* _Assigned task_
Return the lines below in which the string "instrument" occurs.

* _Data shown_
// ABOUTME: Single-pass conversation orchestrator: classify, extract, fetch, prompt, complete
// ABOUTME: Appends exactly one assistant reply to the conversation per invocation
//
// SPDX-License-Identifier: MIT OR Apache-2.0
// Copyright (c) 2025 TripXplo AI

//! # Conversation Orchestrator
//!
//! One linear pass per question: the latest user message is classified
//! into an intent, destination terms are extracted, matching records are
//! fetched from the upstream API, a prompt is built, and the chat
//! endpoint formats the final reply. The only early exit is the
//! short-query clarification.
//!
//! Error policy at this boundary: upstream auth failures propagate (the
//! route layer turns them into an error response), while chat failures
//! are inlined as literal reply text so the conversation always gains an
//! assistant turn.

use std::sync::Arc;
use tracing::{error, info, instrument};

use crate::errors::AppError;
use crate::intent::{classify, extract_search_terms, Intent};
use crate::llm::{prompts, ChatMessage, ChatRequest, LlmProvider, MessageRole};
use crate::upstream::TravelApi;

/// Queries shorter than this (after trimming) get a clarification reply
pub const MIN_QUERY_CHARS: usize = 5;

/// Page size for package listing fetches
const PACKAGE_PAGE_LIMIT: u32 = 100;

/// Reply for queries too short to act on
pub const CLARIFICATION_REPLY: &str = "Hi! Your query seems a bit short. Could you please \
     provide more details? For example, mention the destination, type of package, or any \
     preferences.";

/// Reply when no hotels matched
const NO_HOTELS_REPLY: &str = "Sorry, I couldn't find hotels matching your request. Would \
     you like me to suggest popular hotels instead?";

/// Reply when no vehicles matched
const NO_VEHICLES_REPLY: &str = "Sorry, I couldn't find vehicles matching your request. \
     Would you like me to suggest popular vehicles instead?";

/// Reply when no activities matched
const NO_ACTIVITIES_REPLY: &str = "Sorry, I couldn't find activities matching your request. \
     Would you like me to suggest popular activities instead?";

/// Ordered, append-only conversation state for one request
#[derive(Debug, Clone, Default)]
pub struct AgentState {
    /// Messages, oldest first
    pub messages: Vec<ChatMessage>,
}

impl AgentState {
    /// State seeded with a single user question
    #[must_use]
    pub fn from_question(question: impl Into<String>) -> Self {
        Self {
            messages: vec![ChatMessage::user(question)],
        }
    }

    /// Content of the most recent user message, if any
    #[must_use]
    pub fn latest_user_message(&self) -> Option<&str> {
        self.messages
            .iter()
            .rev()
            .find(|message| message.role == MessageRole::User)
            .map(|message| message.content.as_str())
    }

    /// Content of the most recent assistant message, if any
    #[must_use]
    pub fn latest_reply(&self) -> Option<&str> {
        self.messages
            .iter()
            .rev()
            .find(|message| message.role == MessageRole::Assistant)
            .map(|message| message.content.as_str())
    }

    fn push_assistant(&mut self, content: String) {
        self.messages.push(ChatMessage::assistant(content));
    }
}

/// Orchestrator wiring the travel API and the chat provider together
pub struct QueryAgent {
    api: Arc<dyn TravelApi>,
    llm: Arc<dyn LlmProvider>,
}

impl QueryAgent {
    /// Build an agent over the given data source and chat provider
    #[must_use]
    pub fn new(api: Arc<dyn TravelApi>, llm: Arc<dyn LlmProvider>) -> Self {
        Self { api, llm }
    }

    /// Process the latest user message and append the assistant reply.
    ///
    /// # Errors
    ///
    /// Returns `ExternalAuthFailed` when the upstream login fails; all
    /// other failures degrade into reply text.
    #[instrument(skip(self, state))]
    pub async fn run(&self, mut state: AgentState) -> Result<AgentState, AppError> {
        let query = state
            .latest_user_message()
            .unwrap_or_default()
            .trim()
            .to_owned();
        info!("Received user query ({} chars)", query.len());

        if query.chars().count() < MIN_QUERY_CHARS {
            state.push_assistant(CLARIFICATION_REPLY.to_owned());
            return Ok(state);
        }

        let intent = classify(&query);
        let term = extract_search_terms(&query);
        info!("Detected intent '{intent}', search term '{term}'");

        let reply = match intent {
            Intent::Hotel => self.hotel_reply(&query, &term).await?,
            Intent::Vehicle => self.vehicle_reply(&query, &term).await?,
            Intent::Activity => self.activity_reply(&query, &term).await?,
            Intent::Package => self.package_reply(&query, &term).await?,
        };

        state.push_assistant(reply);
        Ok(state)
    }

    async fn hotel_reply(&self, query: &str, term: &str) -> Result<String, AppError> {
        let hotels = self.api.available_hotels(term).await?;
        if hotels.is_empty() {
            return Ok(NO_HOTELS_REPLY.to_owned());
        }
        Ok(self
            .complete_or_inline(prompts::hotel_prompt(query, &hotels))
            .await)
    }

    async fn vehicle_reply(&self, query: &str, term: &str) -> Result<String, AppError> {
        let vehicles = self.api.available_vehicles(term).await?;
        if vehicles.is_empty() {
            return Ok(NO_VEHICLES_REPLY.to_owned());
        }
        Ok(self
            .complete_or_inline(prompts::vehicle_prompt(query, &vehicles))
            .await)
    }

    async fn activity_reply(&self, query: &str, term: &str) -> Result<String, AppError> {
        let activities = self.api.available_activities(term).await?;
        if activities.is_empty() {
            return Ok(NO_ACTIVITIES_REPLY.to_owned());
        }
        Ok(self
            .complete_or_inline(prompts::activity_prompt(query, &activities))
            .await)
    }

    /// Package path: a search-filtered fetch first, then an unfiltered
    /// "popular packages" fallback when nothing matched.
    async fn package_reply(&self, query: &str, term: &str) -> Result<String, AppError> {
        let packages = self
            .api
            .packages(PACKAGE_PAGE_LIMIT, 0, Some(term))
            .await?;

        if packages.is_empty() {
            info!("No packages matched '{term}'; falling back to popular packages");
            let popular = self.api.packages(PACKAGE_PAGE_LIMIT, 0, None).await?;
            return Ok(self
                .complete_or_inline(prompts::popular_packages_prompt(query, &popular))
                .await);
        }

        Ok(self
            .complete_or_inline(prompts::package_prompt(query, &packages))
            .await)
    }

    /// Run a completion, converting chat failures into inline reply text
    /// so the conversation always receives an assistant turn.
    async fn complete_or_inline(&self, prompt: String) -> String {
        let request = ChatRequest::new(vec![ChatMessage::user(prompt)]);
        match self.llm.complete(&request).await {
            Ok(response) => response.content,
            Err(e) => {
                error!("Chat completion failed: {e}");
                format!("DeepSeek error: {e}")
            }
        }
    }
}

* _Written solution_
use tracing::{error, info, instrument};
    #[instrument(skip(self, state))]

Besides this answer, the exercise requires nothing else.